You can read up on these developments in more detail in the full white paper.
For routes that arrive at least every 15 minutes, keeping headways consistent matters more than sticking to the schedule. “On-time performance” assesses reliability according to the amount of time each bus deviates from published schedules. But on routes that run frequently, it’s possible for buses to be counted as “on-time” even with gaps in service that create significantly longer waits than advertised. For this reason, a growing number of agencies are assessing the performance of frequent routes according to a different metric: regularity.
“Regularity” conveys how well buses on the same route maintain consistent headways. On high-frequency routes, where riders expect to “show up and go” without worrying about the schedule, measuring the time between buses is more aligned with the rider experience. Four of the transit agencies interviewed for the white paper now assess the reliability of frequent bus routes differently than non-frequent bus routes.
Precise vehicle location data makes a difference. Automated vehicle location (AVL) technology is improving, and the new generation of AVL can provide more accurate and detailed information about bus location in real-time. With better AVL technology at their disposal, more agencies are updating their reliability strategies for frequent transit routes.
In Baltimore, for instance, the Maryland Transit Administration’s previous vehicle location system updated the position of buses only every 1 to 3 minutes. For its current AVL system, the agency installed transponders on its vehicles to collect a continuous feed of real-time location data. It is now using the data to modify run times, making schedules more realistic and increasing operators’ “chance of success.”
Real-time data helps agencies better manage headways. Agencies deploy a number of strategies to maintain headways mid-route, such as holding some buses on standby so they can be inserted into gaps in service, or detouring to bypass traffic congestion. All eight agencies that were interviewed use real-time data to help staff decide how to execute these mid-route reliability strategies.
Real-time data also helps bus operators maintain consistent headways on the fly. Observing dispatching techniques in Atlanta and San Antonio that provided bus operators with real-time data about their position relative to other buses on a route, researcher Simon Berrebi found that bus operators maintained more consistent headways when given this information. Operators should have the leeway to act on this information, he concluded, and use their own judgment to respond to conditions on the fly — slowing down, say, when the bus ahead of them is too close. Some agencies, including New York City Transit, are beginning to equip bus operators with real-time displays that show the exact position of their vehicle in relation to the buses ahead and behind them.
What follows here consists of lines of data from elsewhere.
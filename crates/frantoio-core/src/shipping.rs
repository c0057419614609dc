//! # Shipping Module
//!
//! Configuration-driven shipping tariff lookup.
//!
//! ## How a Quote Is Resolved
//! ```text
//! ┌─────────────────────────────────────────────────────────────────────────┐
//! │                      Shipping Quote Resolution                          │
//! │                                                                         │
//! │  quote(country="DE", weight=3200g, subtotal=€55.50)                    │
//! │       │                                                                 │
//! │       ├── subtotal ≥ free threshold? ──► €0.00 (free=true)             │
//! │       │                                                                 │
//! │       ├── country == IT? ──► domestic tier table                       │
//! │       │                                                                 │
//! │       ▼                                                                 │
//! │  find first zone whose country list contains "DE"                      │
//! │       │                                                                 │
//! │       ├── none ──► DestinationNotServed                                │
//! │       │                                                                 │
//! │       ▼                                                                 │
//! │  find first tier with weight ≤ max_weight_grams                        │
//! │       │                                                                 │
//! │       ├── none ──► WeightExceedsTiers                                  │
//! │       │                                                                 │
//! │       ▼                                                                 │
//! │  tier.rate_cents                                                        │
//! └─────────────────────────────────────────────────────────────────────────┘
//! ```
//!
//! The tariff table is a plain document edited in the admin back-office
//! and stored as JSON; this module never hardcodes courier prices beyond
//! the seed defaults.

use serde::{Deserialize, Serialize};
use thiserror::Error;
use ts_rs::TS;

use crate::money::Money;
use crate::DOMESTIC_COUNTRY;

// =============================================================================
// Configuration Types
// =============================================================================

/// One weight bracket of a tariff table.
///
/// A tier covers every weight up to and including `max_weight_grams`
/// that the previous tier did not cover.
#[derive(Debug, Clone, PartialEq, Eq, Serialize, Deserialize, TS)]
#[ts(export)]
pub struct WeightTier {
    pub max_weight_grams: i64,
    pub rate_cents: i64,
}

/// A shipping zone: a named group of destination countries sharing a
/// tariff table.
#[derive(Debug, Clone, PartialEq, Eq, Serialize, Deserialize, TS)]
#[ts(export)]
pub struct ShippingZone {
    pub name: String,
    /// ISO 3166-1 alpha-2 codes, uppercase.
    pub countries: Vec<String>,
    /// Ordered by ascending `max_weight_grams`.
    pub tiers: Vec<WeightTier>,
}

/// The shop's complete shipping configuration document.
#[derive(Debug, Clone, PartialEq, Eq, Serialize, Deserialize, TS)]
#[ts(export)]
pub struct ShippingConfig {
    /// Tariff table for domestic (Italy) shipments.
    pub domestic_tiers: Vec<WeightTier>,
    /// Foreign zones, matched in order.
    pub zones: Vec<ShippingZone>,
    /// Order subtotal (gross, cents) at or above which shipping is free.
    pub free_shipping_threshold_cents: Option<i64>,
}

/// A resolved shipping quote.
#[derive(Debug, Clone, PartialEq, Eq, Serialize, Deserialize, TS)]
#[ts(export)]
pub struct ShippingQuote {
    pub cost_cents: i64,
    /// True when the free-shipping threshold waived the cost.
    pub free: bool,
    /// Name of the matched zone ("Italia" for domestic).
    pub zone: String,
}

impl ShippingQuote {
    /// Returns the quoted cost as Money.
    #[inline]
    pub fn cost(&self) -> Money {
        Money::from_cents(self.cost_cents)
    }
}

// =============================================================================
// Errors
// =============================================================================

/// Tariff lookup and configuration errors.
#[derive(Debug, Error, PartialEq, Eq)]
pub enum ShippingError {
    /// No zone lists the destination country.
    #[error("We do not ship to {0}")]
    DestinationNotServed(String),

    /// Parcel weight is above the last tier of the matched zone.
    #[error("Parcel of {weight_grams}g exceeds the {zone} tariff table")]
    WeightExceedsTiers { zone: String, weight_grams: i64 },

    /// A tariff table has no tiers.
    #[error("Tariff table for {0} is empty")]
    EmptyTiers(String),

    /// Tiers are not strictly ascending by weight.
    #[error("Tariff table for {zone} is not ascending at {max_weight_grams}g")]
    TiersNotAscending { zone: String, max_weight_grams: i64 },

    /// A tier carries a negative rate.
    #[error("Tariff table for {zone} has a negative rate at {max_weight_grams}g")]
    NegativeRate { zone: String, max_weight_grams: i64 },
}

// =============================================================================
// Lookup
// =============================================================================

impl ShippingConfig {
    /// Resolves the shipping cost for a destination, parcel weight, and
    /// order subtotal.
    ///
    /// ## Invariant
    /// For every weight within a tier, the quoted rate equals that
    /// tier's configured rate - the lookup is a pure table scan, never
    /// interpolation.
    ///
    /// ## Example
    /// ```rust
    /// use frantoio_core::money::Money;
    /// use frantoio_core::shipping::ShippingConfig;
    ///
    /// let config = ShippingConfig::seed_default();
    /// let quote = config.quote("IT", 900, Money::from_cents(1850)).unwrap();
    /// assert!(!quote.free);
    /// assert!(quote.cost_cents > 0);
    /// ```
    pub fn quote(
        &self,
        country: &str,
        weight_grams: i64,
        subtotal: Money,
    ) -> Result<ShippingQuote, ShippingError> {
        let country = country.trim().to_ascii_uppercase();

        let (zone_name, tiers) = if country == DOMESTIC_COUNTRY {
            ("Italia".to_string(), &self.domestic_tiers)
        } else {
            let zone = self
                .zones
                .iter()
                .find(|z| z.countries.iter().any(|c| c == &country))
                .ok_or_else(|| ShippingError::DestinationNotServed(country.clone()))?;
            (zone.name.clone(), &zone.tiers)
        };

        // Threshold check happens after the destination check: an order to
        // an unserved country is rejected even when it would ship free.
        if let Some(threshold) = self.free_shipping_threshold_cents {
            if subtotal.cents() >= threshold {
                return Ok(ShippingQuote {
                    cost_cents: 0,
                    free: true,
                    zone: zone_name,
                });
            }
        }

        let rate = tiers
            .iter()
            .find(|t| weight_grams <= t.max_weight_grams)
            .map(|t| t.rate_cents)
            .ok_or(ShippingError::WeightExceedsTiers {
                zone: zone_name.clone(),
                weight_grams,
            })?;

        Ok(ShippingQuote {
            cost_cents: rate,
            free: false,
            zone: zone_name,
        })
    }

    /// Validates the whole document before it is saved from the admin
    /// back-office.
    ///
    /// ## Rules
    /// - Every tariff table is non-empty
    /// - Tiers are strictly ascending on `max_weight_grams`
    /// - Rates are non-negative
    pub fn validate(&self) -> Result<(), ShippingError> {
        validate_tiers("Italia", &self.domestic_tiers)?;
        for zone in &self.zones {
            validate_tiers(&zone.name, &zone.tiers)?;
        }
        Ok(())
    }

    /// The tariff table the shop launches with; editable afterwards in
    /// the admin back-office.
    pub fn seed_default() -> Self {
        ShippingConfig {
            domestic_tiers: vec![
                WeightTier { max_weight_grams: 2_000, rate_cents: 690 },
                WeightTier { max_weight_grams: 5_000, rate_cents: 890 },
                WeightTier { max_weight_grams: 10_000, rate_cents: 1_190 },
                WeightTier { max_weight_grams: 25_000, rate_cents: 1_690 },
            ],
            zones: vec![
                ShippingZone {
                    name: "Europa".to_string(),
                    countries: [
                        "AT", "BE", "DE", "DK", "ES", "FR", "IE", "LU", "NL", "PT", "SI",
                    ]
                    .iter()
                    .map(|c| c.to_string())
                    .collect(),
                    tiers: vec![
                        WeightTier { max_weight_grams: 2_000, rate_cents: 1_490 },
                        WeightTier { max_weight_grams: 5_000, rate_cents: 1_990 },
                        WeightTier { max_weight_grams: 10_000, rate_cents: 2_790 },
                    ],
                },
                ShippingZone {
                    name: "Europa extra".to_string(),
                    countries: ["CH", "GB", "NO", "SE", "FI", "PL", "CZ"]
                        .iter()
                        .map(|c| c.to_string())
                        .collect(),
                    tiers: vec![
                        WeightTier { max_weight_grams: 2_000, rate_cents: 2_190 },
                        WeightTier { max_weight_grams: 5_000, rate_cents: 2_990 },
                        WeightTier { max_weight_grams: 10_000, rate_cents: 3_990 },
                    ],
                },
            ],
            free_shipping_threshold_cents: Some(9_000),
        }
    }
}

fn validate_tiers(zone: &str, tiers: &[WeightTier]) -> Result<(), ShippingError> {
    if tiers.is_empty() {
        return Err(ShippingError::EmptyTiers(zone.to_string()));
    }

    let mut previous = 0i64;
    for tier in tiers {
        if tier.max_weight_grams <= previous {
            return Err(ShippingError::TiersNotAscending {
                zone: zone.to_string(),
                max_weight_grams: tier.max_weight_grams,
            });
        }
        if tier.rate_cents < 0 {
            return Err(ShippingError::NegativeRate {
                zone: zone.to_string(),
                max_weight_grams: tier.max_weight_grams,
            });
        }
        previous = tier.max_weight_grams;
    }

    Ok(())
}

// =============================================================================
// Unit Tests
// =============================================================================

#[cfg(test)]
mod tests {
    use super::*;

    fn config() -> ShippingConfig {
        ShippingConfig::seed_default()
    }

    #[test]
    fn test_domestic_lookup() {
        let quote = config().quote("IT", 900, Money::from_cents(1850)).unwrap();
        assert_eq!(quote.cost_cents, 690);
        assert_eq!(quote.zone, "Italia");
        assert!(!quote.free);
    }

    #[test]
    fn test_domestic_is_case_insensitive() {
        let quote = config().quote("it", 900, Money::from_cents(1850)).unwrap();
        assert_eq!(quote.cost_cents, 690);
    }

    #[test]
    fn test_zone_lookup() {
        let quote = config().quote("DE", 3_200, Money::from_cents(5550)).unwrap();
        assert_eq!(quote.cost_cents, 1_990);
        assert_eq!(quote.zone, "Europa");

        let quote = config().quote("CH", 3_200, Money::from_cents(5550)).unwrap();
        assert_eq!(quote.cost_cents, 2_990);
        assert_eq!(quote.zone, "Europa extra");
    }

    /// Every weight inside a tier maps to exactly the tier's rate.
    #[test]
    fn test_rate_constant_within_tier() {
        let cfg = config();
        for weight in [1, 500, 1_999, 2_000] {
            let quote = cfg.quote("DE", weight, Money::zero()).unwrap();
            assert_eq!(quote.cost_cents, 1_490, "weight {weight}g");
        }
        for weight in [2_001, 3_500, 5_000] {
            let quote = cfg.quote("DE", weight, Money::zero()).unwrap();
            assert_eq!(quote.cost_cents, 1_990, "weight {weight}g");
        }
    }

    #[test]
    fn test_tier_boundary_is_inclusive() {
        let cfg = config();
        assert_eq!(cfg.quote("IT", 2_000, Money::zero()).unwrap().cost_cents, 690);
        assert_eq!(cfg.quote("IT", 2_001, Money::zero()).unwrap().cost_cents, 890);
    }

    #[test]
    fn test_free_shipping_threshold() {
        let cfg = config();

        let quote = cfg.quote("IT", 5_400, Money::from_cents(9_000)).unwrap();
        assert!(quote.free);
        assert_eq!(quote.cost_cents, 0);

        let quote = cfg.quote("IT", 5_400, Money::from_cents(8_999)).unwrap();
        assert!(!quote.free);
        assert_eq!(quote.cost_cents, 1_190);
    }

    #[test]
    fn test_unserved_destination() {
        let err = config().quote("US", 900, Money::from_cents(1850)).unwrap_err();
        assert_eq!(err, ShippingError::DestinationNotServed("US".to_string()));

        // Unserved stays unserved even above the free threshold
        let err = config().quote("US", 900, Money::from_cents(99_000)).unwrap_err();
        assert!(matches!(err, ShippingError::DestinationNotServed(_)));
    }

    #[test]
    fn test_weight_above_last_tier() {
        let err = config().quote("DE", 12_000, Money::zero()).unwrap_err();
        assert!(matches!(err, ShippingError::WeightExceedsTiers { .. }));
    }

    #[test]
    fn test_validate_accepts_seed() {
        assert!(config().validate().is_ok());
    }

    #[test]
    fn test_validate_rejects_unordered_tiers() {
        let mut cfg = config();
        cfg.domestic_tiers = vec![
            WeightTier { max_weight_grams: 5_000, rate_cents: 890 },
            WeightTier { max_weight_grams: 2_000, rate_cents: 690 },
        ];
        assert!(matches!(
            cfg.validate(),
            Err(ShippingError::TiersNotAscending { .. })
        ));
    }

    #[test]
    fn test_validate_rejects_empty_and_negative() {
        let mut cfg = config();
        cfg.zones[0].tiers.clear();
        assert!(matches!(cfg.validate(), Err(ShippingError::EmptyTiers(_))));

        let mut cfg = config();
        cfg.domestic_tiers[0].rate_cents = -1;
        assert!(matches!(cfg.validate(), Err(ShippingError::NegativeRate { .. })));
    }
}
Starting routes off right. If a bus starts off behind schedule, it’s very difficult to catch up. So in addition to mid-route adjustments, better dispatching at the terminal is a must to keep headways consistent. At its garages, for instance, WMATA ensures on-time departures with a “division yard management system,” which tells bus operators which vehicle to use and its precise location on the lot.
One underutilized technique at terminals is drop-back (or fall-back) dispatching. With drop-back dispatching, once bus operators arrive at the terminal, they are “decoupled” from their vehicle, which becomes immediately available for another operator. This preserves time off between runs for operators (“recovery time”) while increasing the utilization of vehicles. On frequent routes, this may enable the number of buses required at peak hours to be reduced.